Li Qi was born in 741, during the reign of Emperor Xuanzong. His father Li Ruoyou (李若幽), who was later renamed Li Guozhen (李國貞) by Emperor Xuanzong's son Emperor Suzong, was a member of Tang dynasty's imperial Li clan — his fifth-generation ancestor was one of the contributors to Tang's establishment, Li Shentong (李神通) the Prince of Huai'an, a cousin of Tang's founding emperor Emperor Gaozu. During the reign of Emperor Suzong, Li Guozhen was killed by soldier mutineers in the service of the imperial cause and, because of Li Guozhen's contributions, Emperor Suzong's grandson Emperor Dezong, during middle of the Zhenyuan era (785–805), had Li Qi serve as the prefect of Hu Prefecture (湖州, in modern Huzhou, Zhejiang) and then Hang Prefecture (杭州, in modern Hangzhou, Zhejiang).

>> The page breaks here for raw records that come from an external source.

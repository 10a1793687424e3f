//! # JWT 校验
//!
//! 按配置的公钥和算法白名单校验访问令牌；
//! 只关心 cookie 有效期时，不校验签名直接读取过期声明。

use base64::{Engine as _, engine::general_purpose::URL_SAFE_NO_PAD};
use jsonwebtoken::{
    Algorithm, DecodingKey, EncodingKey, Header, Validation, decode, encode,
    errors::{Error as JwtError, ErrorKind},
};
use std::str::FromStr;
use thiserror::Error;

use crate::config::JwtOptions;
use crate::error::{GatewayError, Result};

/// 解码后的令牌载荷。声明不做结构约束，网关只读取 `exp`。
pub type Claims = serde_json::Map<String, serde_json::Value>;

/// 令牌校验结果
#[derive(Debug, Error)]
pub enum TokenError {
    /// 签名有效但 `exp` 已过期
    #[error("jwt expired")]
    Expired,
    /// 其他情况：签名错误、算法不符、声明不匹配或无法解析
    #[error("{0}")]
    Invalid(#[source] JwtError),
}

impl TokenError {
    /// 仅过期检查失败时为 `true`。
    #[must_use]
    pub const fn is_expired(&self) -> bool {
        matches!(self, Self::Expired)
    }
}

impl From<JwtError> for TokenError {
    fn from(err: JwtError) -> Self {
        match err.kind() {
            ErrorKind::ExpiredSignature => Self::Expired,
            _ => Self::Invalid(err),
        }
    }
}

impl From<TokenError> for GatewayError {
    fn from(err: TokenError) -> Self {
        Self::unauthorized_with_source(format!("JWT Token error: {err}"), err)
    }
}

/// 绑定单个校验密钥的令牌编解码器
pub struct TokenCodec {
    decoding_key: DecodingKey,
    validation: Validation,
}

impl std::fmt::Debug for TokenCodec {
    fn fmt(&self, f: &mut std::fmt::Formatter<'_>) -> std::fmt::Result {
        f.debug_struct("TokenCodec")
            .field("algorithms", &self.validation.algorithms)
            .finish_non_exhaustive()
    }
}

impl TokenCodec {
    /// 由 PEM（HS* 则为共享密钥）密钥材料构建编解码器。
    pub fn new(public_key: &str, options: &JwtOptions) -> Result<Self> {
        let algorithms = parse_algorithms(&options.algorithms)?;
        let decoding_key = decoding_key(public_key, algorithms[0])?;

        let mut validation = Validation::new(algorithms[0]);
        validation.algorithms = algorithms;
        validation.leeway = options.leeway_secs;
        validation.validate_exp = !options.ignore_expiration;
        validation.validate_nbf = true;
        validation.set_required_spec_claims::<&str>(&[]);

        match &options.audience {
            Some(audience) => validation.set_audience(&[audience]),
            None => validation.validate_aud = false,
        }
        if let Some(issuer) = &options.issuer {
            validation.set_issuer(&[issuer]);
        }

        Ok(Self {
            decoding_key,
            validation,
        })
    }

    /// 校验签名、算法和注册声明。
    pub fn verify(&self, token: &str) -> std::result::Result<Claims, TokenError> {
        let data = decode::<Claims>(token, &self.decoding_key, &self.validation)?;
        Ok(data.claims)
    }

    /// 不校验签名与声明直接解码。只读取载荷段，适用于所有算法。
    #[must_use]
    pub fn decode_unverified(token: &str) -> Option<Claims> {
        let mut segments = token.split('.');
        let (Some(_header), Some(payload), Some(_signature), None) = (
            segments.next(),
            segments.next(),
            segments.next(),
            segments.next(),
        ) else {
            return None;
        };

        let bytes = URL_SAFE_NO_PAD
            .decode(payload.trim_end_matches('='))
            .ok()?;
        serde_json::from_slice(&bytes).ok()
    }

    /// 未经校验的 `exp` 声明，单位为 Unix 秒。
    #[must_use]
    pub fn expiry(token: &str) -> Option<i64> {
        let claims = Self::decode_unverified(token)?;
        let exp = claims.get("exp")?;
        #[allow(clippy::cast_possible_truncation)]
        exp.as_i64().or_else(|| exp.as_f64().map(|secs| secs as i64))
    }

    /// 签发 `claims`。网关自身不签发令牌，供认证服务和测试夹具使用。
    pub fn encode(
        claims: &Claims,
        algorithm: Algorithm,
        key: &EncodingKey,
    ) -> std::result::Result<String, TokenError> {
        Ok(encode(&Header::new(algorithm), claims, key)?)
    }
}

fn parse_algorithms(names: &[String]) -> Result<Vec<Algorithm>> {
    if names.is_empty() {
        return Err(GatewayError::config("jwt.algorithms must not be empty"));
    }

    let algorithms = names
        .iter()
        .map(|name| {
            Algorithm::from_str(name).map_err(|e| {
                GatewayError::config_with_source(format!("unknown jwt algorithm: {name}"), e)
            })
        })
        .collect::<Result<Vec<_>>>()?;

    let family = key_family(algorithms[0]);
    if algorithms.iter().any(|alg| key_family(*alg) != family) {
        return Err(GatewayError::config(
            "jwt.algorithms must all use the same key type",
        ));
    }

    Ok(algorithms)
}

#[derive(Debug, Clone, Copy, PartialEq, Eq)]
enum KeyFamily {
    Hmac,
    Rsa,
    Ec,
    Ed,
}

const fn key_family(algorithm: Algorithm) -> KeyFamily {
    match algorithm {
        Algorithm::HS256 | Algorithm::HS384 | Algorithm::HS512 => KeyFamily::Hmac,
        Algorithm::ES256 | Algorithm::ES384 => KeyFamily::Ec,
        Algorithm::EdDSA => KeyFamily::Ed,
        Algorithm::RS256
        | Algorithm::RS384
        | Algorithm::RS512
        | Algorithm::PS256
        | Algorithm::PS384
        | Algorithm::PS512 => KeyFamily::Rsa,
    }
}

fn decoding_key(material: &str, algorithm: Algorithm) -> Result<DecodingKey> {
    let pem = material.as_bytes();
    let key = match key_family(algorithm) {
        KeyFamily::Hmac => Ok(DecodingKey::from_secret(pem)),
        KeyFamily::Rsa => DecodingKey::from_rsa_pem(pem),
        KeyFamily::Ec => DecodingKey::from_ec_pem(pem),
        KeyFamily::Ed => DecodingKey::from_ed_pem(pem),
    };
    key.map_err(|e| GatewayError::config_with_source("invalid public_key", e))
}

As Li Qi often sent bribes to Emperor Dezong's close associate Li Qiyun (李齊運), in 799, Li Qi, who was then referred to as the prefect of Chang Prefecture (常州, in modern Changzhou, Jiangsu) was further made the prefect of Run Prefecture (潤州, in modern Zhenjiang, Jiangsu) and governor (觀察使, Guanchashi) of Zhexi Circuit (浙西, headquartered at Run Prefecture) as well as the director of salt and iron monopolies (鹽鐵使, Yantieshi). He further made tributes to Emperor Dezong, drawing Emperor Dezong's favor. As he knew he had Emperor Dezong's favor, he became arrogant and unrestrained in his behavior, and it was said that he seized the salaries of his subordinates and often killed them without good cause. A civilian from Zhexi Circuit, Cui Shanzhen (崔善貞) submitted a petition to Emperor Dezong pointing out the harm that several of Emperor Dezong's policies were having on the people, and in the petition, he accused Li Qi of crimes. Emperor Dezong read the petition and was displeased. He ordered Cui arrested and delivered to Li Qi. Li Qi, in anticipation of Cui's arrival, dug a large hole in the ground, and when Cui arrived, he had Cui thrown into the hole and buried alive.

It was also around this time that Li Qi, trying to ensure his future safety, began to expand his forces. In particular, he selected the strongest archers and made them into a special Wanqiang Corps (挽強), while selected the ethnically Xiongnu or Xi soldiers and made them into a special Fanluo Corps (蕃落). The Wanqiang and Fanluo soldiers were paid 10 times as much as the regular soldiers, in order to garner their loyalty. They referred to him as their adopted father. It was also said that he often forced women from good households to become his concubines (one of those concubines, a Lady Zheng, would later enter the imperial palace and become the mother of Emperor Xuānzong.) Li Qi's staff members Lu Tan (盧坦) and Li Yue (李約), after being unable to persuade him to curb his actions, left his staff.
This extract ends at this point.